Pain Neuromodulation

Pain


At Macquarie Neurosurgery & Spine, we have a tight collaboration with pain specialists to treat chronic pain, neuropathic pain, failed back surgery syndrome, complex facial pain, and other conditions.


 

We always look at the cause of pain (for example, a vessel compressing the trigeminal nerve can be surgically separated from the nerve itself in an operation of microvascular decompression, in order to treat trigeminal neuralgia that is not responding to medications), but in some circumstances, the source of pain cannot identified nor is it not possible to remove it, and neuromodulation is a treatment option.

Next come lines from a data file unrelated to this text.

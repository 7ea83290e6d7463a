//! Message parser - Parses raw messages into structured messages

use crate::domain::entities::{Message, Content, MessageType, User};

/// Parses incoming messages into structured Message objects
pub struct MessageParser {
    command_prefix: String,
    bot_username: Option<String>,
}

impl MessageParser {
    pub fn new(prefix: impl Into<String>) -> Self {
        Self {
            command_prefix: prefix.into(),
            bot_username: None,
        }
    }

    /// Only accept `/cmd@username` mentions addressed to this bot
    pub fn with_bot_username(mut self, username: impl Into<String>) -> Self {
        self.bot_username = Some(username.into());
        self
    }

    /// Parse a text message
    pub fn parse(&self, chat_id: impl Into<String>, text: impl Into<String>, sender: Option<User>) -> Message {
        let text = text.into();
        let chat_id = chat_id.into();
        let trimmed = text.trim();

        if trimmed.starts_with('/') || trimmed.starts_with(&self.command_prefix) {
            if let Some(content) = self.parse_command(trimmed) {
                return Message::new(chat_id, content)
                    .with_message_type(MessageType::Command)
                    .with_sender_opt(sender);
            }
        }

        Message::new(chat_id, Content::Text(text))
            .with_message_type(MessageType::Text)
            .with_sender_opt(sender)
    }

    /// Split `/name@bot arg1 arg2` into name and arguments
    fn parse_command(&self, text: &str) -> Option<Content> {
        let cmd_text = text
            .strip_prefix('/')
            .or_else(|| text.strip_prefix(self.command_prefix.as_str()))?;

        let mut parts = cmd_text.split_whitespace();
        let head = parts.next()?;

        let name = match head.split_once('@') {
            Some((name, target)) => {
                if let Some(username) = &self.bot_username {
                    if !target.eq_ignore_ascii_case(username) {
                        return None;
                    }
                }
                name
            }
            None => head,
        };
        if name.is_empty() {
            return None;
        }

        Some(Content::Command {
            name: name.to_lowercase(),
            args: parts.map(|s| s.to_string()).collect(),
        })
    }
}

impl Message {
    /// Helper to set sender as Option
    pub fn with_sender_opt(mut self, user: Option<User>) -> Self {
        if let Some(u) = user {
            self.sender = Some(u);
        }
        self
    }

    /// Helper for MessageType
    pub fn with_message_type(mut self, mt: MessageType) -> Self {
        self.message_type = mt;
        self
    }
}
//! Network metric rules - pure arithmetic shared by every numeric command

pub mod argument;
pub mod block_time;
pub mod masternode;
pub mod network;

pub use argument::{parse_numeric_arg, NumericArg};
pub use block_time::{average_block_time, DEFAULT_BLOCK_TIME};
pub use masternode::{count_enabled, MasternodeStats, RewardProjection, MAX_PROJECTED_MASTERNODES};
pub use network::{HalvingCountdown, MiningYield, HALVING_HEIGHT};

pub const SECONDS_PER_HOUR: f64 = 3_600.0;
pub const SECONDS_PER_DAY: f64 = 86_400.0;
pub const SECONDS_PER_WEEK: f64 = 7.0 * SECONDS_PER_DAY;
pub const SECONDS_PER_MONTH: f64 = 30.0 * SECONDS_PER_DAY;
pub const SECONDS_PER_YEAR: f64 = 365.0 * SECONDS_PER_DAY;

Nerve Decompression And Tumours

Nerve Decompression And Tumours

 

Peripheral nerves can be compressed by ligaments, tendons, fibrosis, scars, etc. Over time, the nerve is affected, causing sensory problems (for example, sensation of pins and needles or electricity in the fingers, alterations or loss of sensation, pain), and/or motor deficits (not being able to move some muscles).

 

The most known condition is the carpal tunnel syndrome, in which the median nerve, innervating part of the hand, is compressed by the ligaments in the wrist. In such a condition, the release of tension of these ligaments causes a decompression of the nerve and a dramatic improvement of patient’s conditions.

 

At Macquarie Neurosurgery & Spine, we have experience to decompress all the peripheral nerves of the body, including, amongst other, the median nerve at the wrist (carpal tunnel syndrome), the ulnar nerve at the elbow (ulnar nerve entrapment) or at the wrist, the tibial nerve at the leg, the nerves of the brachial plexus, etc.

Neuromodulation

 

When all the conventional medical and/or surgical treatment to treat pain fail, neuromodulation is a valid option to reduce pain and improve patients’ quality of life. Neuromodulation alters nerve activity generally by using electrical stimulation, therefore modulating the pain circuitry and reducing the pain itself.

 

Electrical stimulators can be positioned directly on the nerves or its structures, on the spinal cord (epidural spinal cord stimulator) or directly on the brain (motor and/or somatosensory cortex stimulation).

 

In collaboration with pain specialists and neuro-physiologists, Macquarie Neurosurgery & Spine specialists can evaluate the condition and the best way to treat it in the most innovative and successful way.

Examples of the treated conditions are: persistence of back and leg pain after spine surgery, abdominal pain, arm pain, occipital, trigeminal and all the other kinds of neuralgia, complex facial/neck pain, etc. In some cases, an implant trial can help to establish patient’s response, before proceeding with the final implant.

 

At Macquarie Neurosurgery & Spine, such an operation is always performed by a neurosurgeon with expertise in pain treatment and an interventional pain specialist. This hybrid operation is aimed to increase the chance of success and reduce the rate of complications.

 

In the final implant operation, the electrode is charged by a battery that is positioned under the skin, generally in the flank or under the clavicle, like in a cardiac pacemaker.

In selected cases (for example, intractable complex facial pain), the electrode can be positioned directly on the brain. Macquarie Neurosurgery & Spine is one of the few clinical and research centres in Australia performing motor cortex stimulation, neuromodulation for pain cancellation in phantom-limb syndrome, and the first centre in the world that has introduced the use of combined brain motor and somatosensory stimulation for the treatment of very complex pain syndromes refractory to any other modalities.